La famiglia in espatrio, infatti, è sola nello svolgere le funzioni di accudimento che le sono proprie e l’assenza di altri interlocutori stabili nel tempo fa sì che il suo ruolo nella costruzione identitaria del bambino sia molto più determinante. Dobbiamo pensare che se dopo vent’anni di espatrio l’adulto è passato attraverso un processo di cambiamento identitario che ha ridefinito la sua identità culturale e le sue appartenenze, il bambino che cresce in espatrio costruisce la sua sempre e solo nel contesto di cambiamento, dove l’unico riferimento stabile è proprio la famiglia.

Io non ho amiche dell’asilo, non conosco “da sempre” il macellaio né il fornaio, né i vicini. Non avevo veramente un “chez moi”.

(Emmanuelle in : Enquêtes et dossiers enfants expats. Petits Expats devenus Grands – Pascalexpat – Novembre 2003)

Per capire meglio il ruolo della famiglia in relazione alla costruzione identitaria propongo una rielaborazione di quanto già scritto sul cambiamento identitario che si realizza con l’emigrazione e di ripensare i tre legami di integrazione osservandone le implicazioni per i bambini che crescono cambiando paese ogni tre o quattro anni.

Per i Grinberg (1) la costruzione del sentimento di identità si realizza attraverso tre vincoli di integrazione, ossia:

Spaziale, che favorisce il sentimento di individuazione poiché differenzia tra Sé e non-Sé, concetto che nell’altro articolo ho semplificato con: io sono io e non un altro.

Temporale, che unisce le rappresentazioni del Sé nel tempo, ossia le idee che ci si forma di se stessi nel tempo riconoscendone la continuità, così che anche con il passare degli anni ciascuno continua a sentirsi se stesso.

Sociale, che rende possibile il sentimento di appartenenza al gruppo sociale che riconosce e restituisce identità al singolo.

Ora, tutti e tre questi vincoli, nel nostro caso, sono garantiti quasi esclusivamente dalla famiglia.

Infatti:

– Non vi sono luoghi capaci di restituire ricordi che vadano al di là dell’ultimo cambio-paese, solo i familiari possono rievocare insieme ai loro bambini luoghi del passato che ricordano quelli presenti per identità o, al contrario, per differenza.

– Non vi sono amici o conoscenti che ricordino loro quella prodezza o quella marachella fatta cinque anni prima, solo i familiari possono conservarne memoria.

– L’immagine che gli estranei rimandano loro è legata al presente e li accompagnerà solo per qualche anno, ancora una volta solo la famiglia testimonierà della loro crescita. L’appartenenza sociale e culturale coincide in larga misura con quella familiare.

Scrive Anna in un post:

E’ buffo, ma ora se ci penso è come se io avessi vissuto una vita dall’interno. L’interno della famiglia, l’interno delle case. Eppure sono una persona apertissima e curiosa e non c’è niente che ami di più che osservare il mondo.

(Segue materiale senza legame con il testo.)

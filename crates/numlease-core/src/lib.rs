//! # numlease-core
//!
//! The lease-and-reservation subsystem.
//!
//! - [`LeaseManager`]: allocation (random or specified), consumption,
//!   release and blacklisting, each one atomic unit over the ledger and the
//!   number book
//! - [`ProjectCatalog`] / [`InMemoryCatalog`]: project prices
//! - [`CodeDelivery`] / [`SimulatedDelivery`]: verification codes
//!
//! ## Number lifecycle
//!
//! ```text
//!   UNLEASED ──allocate──▶ ACTIVE ──code delivered──▶ CONSUMED
//!      ▲                     │
//!      └─release / blacklist─┘
//! ```
//!
//! ## Invariants
//!
//! 1. At most one active lease per phone number.
//! 2. `available + reserved` of an account only drops on consumption.
//! 3. Random allocation never returns a number blacklisted for the project.
//! 4. Specified allocation may take a blacklisted number and lifts the entry.
//! 5. A lease reserves the unit price current at creation, once.

pub mod catalog;
pub mod delivery;
pub mod manager;

pub use catalog::{InMemoryCatalog, ProjectCatalog};
#[cfg(any(test, feature = "test-helpers"))]
pub use delivery::FixedDelivery;
pub use delivery::{CodeDelivery, SimulatedDelivery, SmsMessage};
pub use manager::{Allocation, Delivery, LeaseManager};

(Annaparigi – post in Psicologia d’Expat – febbraio 2007)

Non dimentichiamo inoltre che anche i genitori sono impegnati, dentro e fuori di sé, nel processo di adattamento al cambiamento e che ciò rende più complessa la loro funzione di protezione e orientamento nei confronti dei figli, come ho già scritto nel precedente articolo.

Riporto qui uno stralcio dell’intervista a Luca, che ha vissuto l’espatrio prima da figlio poi da genitore, genitore che ha affrontato il cambio paese senza avere già un lavoro, al seguito della moglie, dunque con un vissuto più simile a quello delle donne in espatrio e per questo particolarmente interessante.

Per me il cambio è stato duro globalmente. La classica invidia che si prova nel vedere il/la consorte uscire al mattino e andare a lavorare fino a sera l’ho provata anch’io, ma non solo in relazione ai bambini: è il tutto nuovo che va affrontato, coordinato. Chiaramente i bambini sono al centro, sono indifesi, tu ti senti un po’ il loro scudo ma allo stesso tempo non molto adatto in questo ruolo perchè tu stesso stai affrontando il cambiamento che influisce su di te. Ad un certo punto mi sono sentito il mediatore, e non necessariamente all’altezza di esserlo, in tutto: nel centro tra il disagio dei bambini, il nuovo lavoro della moglie, con il carico di tensione, positiva e negativa, che questo implica, la gestione pratica del cambiamento. Tutta la famiglia si sta risettando in contemporanea e il fatto di non avere un ruolo “pubblico” ben definito ti mette automaticamente più al centro del processo.

(Luca intervistato da Claudiaexpat in Figli ed espatrio – Febbraio 2007)

Cultura

A differenza della migrazione verso un paese dove si vivrà a lungo, nell’espatrio l’elemento chiave non è tanto l’integrazione interna della doppia appartenenza culturale quanto il non sentire in maniera sufficientemente calzante alcuna appartenenza.

Certo se viene loro chiesta la nazionalità, questi ragazzi non avranno esitazioni a rispondere “italiana” o “francese”, a seconda della nazionalità dei genitori.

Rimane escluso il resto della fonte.